**PROBLEM:** Across the records that follow, give the number of lines containing the word "when" and nothing else.

(Collected data entries)
=== Section Start ===
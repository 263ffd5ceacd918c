use crate::core::models::ids::AtomId;
use crate::core::models::system::MolecularSystem;
use std::collections::HashMap;

/// Tolerance added to the sum of covalent radii when deciding whether two atoms
/// are bonded.
const BOND_TOLERANCE: f64 = 0.45;
/// Distances below this are treated as coordinate noise, never as bonds.
const MIN_BOND_LENGTH: f64 = 0.4;
/// Upper bound on any inferred bond length; also the spatial grid cell size.
const MAX_BOND_LENGTH: f64 = 2.6;

type CellKey = (i64, i64, i64);

fn cell_of(position: &nalgebra::Point3<f64>) -> CellKey {
    (
        (position.x / MAX_BOND_LENGTH).floor() as i64,
        (position.y / MAX_BOND_LENGTH).floor() as i64,
        (position.z / MAX_BOND_LENGTH).floor() as i64,
    )
}

/// Infers covalent bonds from interatomic distances.
///
/// Two atoms are bonded when their distance falls within the sum of covalent radii
/// plus a tolerance. A uniform spatial grid keeps the candidate pairs local, so
/// the pass stays close to linear in the number of atoms. Hydrogen pairs are never
/// bonded to each other. Existing bonds are kept (adding a bond is idempotent).
///
/// Returns the number of bonds added.
pub fn build_bonds_by_distance(system: &mut MolecularSystem) -> usize {
    let mut grid: HashMap<CellKey, Vec<AtomId>> = HashMap::new();
    for (id, atom) in system.atoms_iter() {
        grid.entry(cell_of(&atom.position)).or_default().push(id);
    }

    let mut candidates: Vec<(AtomId, AtomId)> = Vec::new();
    for (&(cx, cy, cz), cell_atoms) in &grid {
        for dx in -1..=1_i64 {
            for dy in -1..=1_i64 {
                for dz in -1..=1_i64 {
                    let Some(neighbor_atoms) = grid.get(&(cx + dx, cy + dy, cz + dz)) else {
                        continue;
                    };
                    for &a in cell_atoms {
                        for &b in neighbor_atoms {
                            if a < b {
                                candidates.push((a, b));
                            }
                        }
                    }
                }
            }
        }
    }

    let mut added = 0;
    for (a, b) in candidates {
        let (atom_a, atom_b) = match (system.atom(a), system.atom(b)) {
            (Some(x), Some(y)) => (x, y),
            _ => continue,
        };
        if atom_a.is_hydrogen() && atom_b.is_hydrogen() {
            continue;
        }

        let cutoff =
            atom_a.element.covalent_radius() + atom_b.element.covalent_radius() + BOND_TOLERANCE;
        let distance = (atom_a.position - atom_b.position).norm();
        if distance >= MIN_BOND_LENGTH && distance <= cutoff {
            let already_bonded = system
                .get_bonded_neighbors(a)
                .is_some_and(|n| n.contains(&b));
            if !already_bonded && system.add_bond(a, b).is_some() {
                added += 1;
            }
        }
    }
    added
}

/// Bonds every atom that has no bonds to its closest neighbor, whatever the
/// distance.
///
/// This is the `bonds` repair policy: it reconnects stray atoms the distance pass
/// left isolated (e.g., ions sitting outside every covalent cutoff).
///
/// Returns the number of bonds added.
pub fn connect_isolated_atoms(system: &mut MolecularSystem) -> usize {
    let isolated: Vec<AtomId> = system
        .atoms_iter()
        .filter(|(id, _)| {
            system
                .get_bonded_neighbors(*id)
                .is_none_or(|n| n.is_empty())
        })
        .map(|(id, _)| id)
        .collect();

    let mut added = 0;
    for atom_id in isolated {
        let Some(atom) = system.atom(atom_id) else {
            continue;
        };
        let position = atom.position;

        let closest = system
            .atoms_iter()
            .filter(|(other_id, _)| *other_id != atom_id)
            .map(|(other_id, other)| (other_id, (other.position - position).norm_squared()))
            .min_by(|a, b| a.1.total_cmp(&b.1));

        if let Some((closest_id, _)) = closest {
            if system.add_bond(atom_id, closest_id).is_some() {
                added += 1;
            }
        }
    }
    added
}

#[cfg(test)]
mod tests {
    use super::*;
    use crate::core::chem::element::Element;
    use crate::core::models::atom::Atom;
    use crate::core::models::chain::ChainType;
    use nalgebra::Point3;

    fn system_with_atoms(atoms: Vec<(&str, Element, [f64; 3])>) -> (MolecularSystem, Vec<AtomId>) {
        let mut system = MolecularSystem::new();
        let chain_id = system.add_chain('A', ChainType::Protein);
        let res_id = system.add_residue(chain_id, 1, "GLY").unwrap();
        let ids = atoms
            .into_iter()
            .map(|(name, element, [x, y, z])| {
                let atom = Atom::new(name, res_id, element, Point3::new(x, y, z));
                system.add_atom_to_residue(res_id, atom).unwrap()
            })
            .collect();
        (system, ids)
    }

    #[test]
    fn bonds_atoms_within_covalent_distance() {
        let (mut system, ids) = system_with_atoms(vec![
            ("C1", Element::C, [0.0, 0.0, 0.0]),
            ("C2", Element::C, [1.54, 0.0, 0.0]),
        ]);
        let added = build_bonds_by_distance(&mut system);
        assert_eq!(added, 1);
        assert_eq!(
            system.get_bonded_neighbors(ids[0]).unwrap(),
            &[ids[1]]
        );
    }

    #[test]
    fn does_not_bond_distant_atoms() {
        let (mut system, _) = system_with_atoms(vec![
            ("C1", Element::C, [0.0, 0.0, 0.0]),
            ("C2", Element::C, [4.0, 0.0, 0.0]),
        ]);
        assert_eq!(build_bonds_by_distance(&mut system), 0);
        assert!(system.bonds().is_empty());
    }

    #[test]
    fn bonds_across_grid_cell_boundaries() {
        // 2.59 falls inside S-S cutoff (1.05 + 1.05 + 0.45) but spans two cells.
        let (mut system, _) = system_with_atoms(vec![
            ("SG1", Element::S, [2.0, 0.0, 0.0]),
            ("SG2", Element::S, [4.05, 0.0, 0.0]),
        ]);
        assert_eq!(build_bonds_by_distance(&mut system), 1);
    }

    #[test]
    fn never_bonds_two_hydrogens() {
        let (mut system, _) = system_with_atoms(vec![
            ("H1", Element::H, [0.0, 0.0, 0.0]),
            ("H2", Element::H, [0.74, 0.0, 0.0]),
        ]);
        assert_eq!(build_bonds_by_distance(&mut system), 0);
    }

    #[test]
    fn overlapping_coordinates_are_not_bonded() {
        let (mut system, _) = system_with_atoms(vec![
            ("C1", Element::C, [0.0, 0.0, 0.0]),
            ("C2", Element::C, [0.1, 0.0, 0.0]),
        ]);
        assert_eq!(build_bonds_by_distance(&mut system), 0);
    }

    #[test]
    fn rerunning_does_not_duplicate_bonds() {
        let (mut system, _) = system_with_atoms(vec![
            ("C1", Element::C, [0.0, 0.0, 0.0]),
            ("C2", Element::C, [1.54, 0.0, 0.0]),
        ]);
        assert_eq!(build_bonds_by_distance(&mut system), 1);
        assert_eq!(build_bonds_by_distance(&mut system), 0);
        assert_eq!(system.bonds().len(), 1);
    }

    #[test]
    fn connect_isolated_atoms_picks_closest_neighbor() {
        let (mut system, ids) = system_with_atoms(vec![
            ("C1", Element::C, [0.0, 0.0, 0.0]),
            ("C2", Element::C, [1.54, 0.0, 0.0]),
            ("ZN", Element::Zn, [5.0, 0.0, 0.0]),
        ]);
        build_bonds_by_distance(&mut system);
        assert!(system.get_bonded_neighbors(ids[2]).unwrap().is_empty());

        let added = connect_isolated_atoms(&mut system);
        assert_eq!(added, 1);
        assert_eq!(system.get_bonded_neighbors(ids[2]).unwrap(), &[ids[1]]);
    }
}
=== Section End ===
**TASK OUTPUT:** 2